╔══

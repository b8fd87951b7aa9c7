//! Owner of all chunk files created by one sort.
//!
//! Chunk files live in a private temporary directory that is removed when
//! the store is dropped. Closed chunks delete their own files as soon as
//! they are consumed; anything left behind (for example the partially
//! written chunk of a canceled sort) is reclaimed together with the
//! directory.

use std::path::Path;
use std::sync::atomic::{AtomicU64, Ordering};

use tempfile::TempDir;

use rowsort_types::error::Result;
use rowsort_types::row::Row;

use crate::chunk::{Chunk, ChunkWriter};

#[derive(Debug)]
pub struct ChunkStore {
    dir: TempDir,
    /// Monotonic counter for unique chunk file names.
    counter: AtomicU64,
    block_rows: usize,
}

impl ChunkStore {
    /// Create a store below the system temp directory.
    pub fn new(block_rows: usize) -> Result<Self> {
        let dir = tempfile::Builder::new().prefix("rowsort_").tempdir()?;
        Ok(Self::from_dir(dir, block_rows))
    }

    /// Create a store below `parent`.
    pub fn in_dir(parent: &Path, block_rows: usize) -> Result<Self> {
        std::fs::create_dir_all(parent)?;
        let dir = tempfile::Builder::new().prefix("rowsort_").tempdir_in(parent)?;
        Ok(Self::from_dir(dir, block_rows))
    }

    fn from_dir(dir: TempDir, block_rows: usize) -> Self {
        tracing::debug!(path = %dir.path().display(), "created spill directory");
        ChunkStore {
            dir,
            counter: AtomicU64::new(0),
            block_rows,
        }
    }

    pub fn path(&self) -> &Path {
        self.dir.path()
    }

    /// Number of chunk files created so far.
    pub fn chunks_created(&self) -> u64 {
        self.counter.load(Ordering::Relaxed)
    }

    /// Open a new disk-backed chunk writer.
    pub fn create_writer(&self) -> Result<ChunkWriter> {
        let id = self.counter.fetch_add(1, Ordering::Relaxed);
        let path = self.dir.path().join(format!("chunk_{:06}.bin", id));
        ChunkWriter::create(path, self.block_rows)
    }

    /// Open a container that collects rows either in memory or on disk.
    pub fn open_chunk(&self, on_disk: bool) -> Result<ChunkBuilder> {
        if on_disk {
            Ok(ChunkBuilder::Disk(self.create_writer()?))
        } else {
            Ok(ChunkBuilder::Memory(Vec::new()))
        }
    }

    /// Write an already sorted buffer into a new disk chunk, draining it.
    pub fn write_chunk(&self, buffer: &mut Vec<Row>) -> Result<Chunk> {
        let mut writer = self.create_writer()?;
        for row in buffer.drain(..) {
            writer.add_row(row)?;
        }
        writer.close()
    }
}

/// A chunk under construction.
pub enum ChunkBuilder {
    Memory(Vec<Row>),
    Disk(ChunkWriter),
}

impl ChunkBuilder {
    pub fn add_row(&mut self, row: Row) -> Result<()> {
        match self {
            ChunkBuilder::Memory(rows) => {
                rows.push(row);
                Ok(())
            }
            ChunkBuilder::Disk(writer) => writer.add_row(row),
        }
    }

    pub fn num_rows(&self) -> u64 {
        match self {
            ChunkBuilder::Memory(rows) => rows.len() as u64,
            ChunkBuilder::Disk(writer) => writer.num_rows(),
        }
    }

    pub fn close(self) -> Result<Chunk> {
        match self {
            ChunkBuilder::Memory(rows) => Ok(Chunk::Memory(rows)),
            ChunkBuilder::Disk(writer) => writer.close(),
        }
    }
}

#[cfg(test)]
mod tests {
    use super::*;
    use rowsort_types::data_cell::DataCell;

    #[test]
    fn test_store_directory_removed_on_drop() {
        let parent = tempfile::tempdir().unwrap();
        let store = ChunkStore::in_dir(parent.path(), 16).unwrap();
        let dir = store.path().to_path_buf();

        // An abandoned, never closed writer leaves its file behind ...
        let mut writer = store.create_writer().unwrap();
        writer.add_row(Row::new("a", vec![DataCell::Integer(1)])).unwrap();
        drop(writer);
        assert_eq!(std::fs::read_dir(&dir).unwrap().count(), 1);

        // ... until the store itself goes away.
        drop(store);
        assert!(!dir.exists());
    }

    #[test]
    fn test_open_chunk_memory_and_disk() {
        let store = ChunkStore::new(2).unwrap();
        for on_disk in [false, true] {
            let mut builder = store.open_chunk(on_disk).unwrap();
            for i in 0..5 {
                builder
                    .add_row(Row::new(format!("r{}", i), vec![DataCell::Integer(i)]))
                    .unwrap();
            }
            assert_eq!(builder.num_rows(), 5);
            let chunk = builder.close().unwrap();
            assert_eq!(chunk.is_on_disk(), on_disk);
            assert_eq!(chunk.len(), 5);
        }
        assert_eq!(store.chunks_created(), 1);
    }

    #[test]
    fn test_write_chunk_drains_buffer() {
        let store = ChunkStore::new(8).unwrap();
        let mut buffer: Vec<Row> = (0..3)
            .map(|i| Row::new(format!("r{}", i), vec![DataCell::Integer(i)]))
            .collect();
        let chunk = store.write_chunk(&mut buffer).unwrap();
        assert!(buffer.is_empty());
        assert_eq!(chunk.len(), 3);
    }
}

╚══

▶ [Directions for this task]:
Copy every line of the listing containing the string "that".

▶ [Answer section]:
//! Chunk files live in a private temporary directory that is removed when
    /// Open a container that collects rows either in memory or on disk.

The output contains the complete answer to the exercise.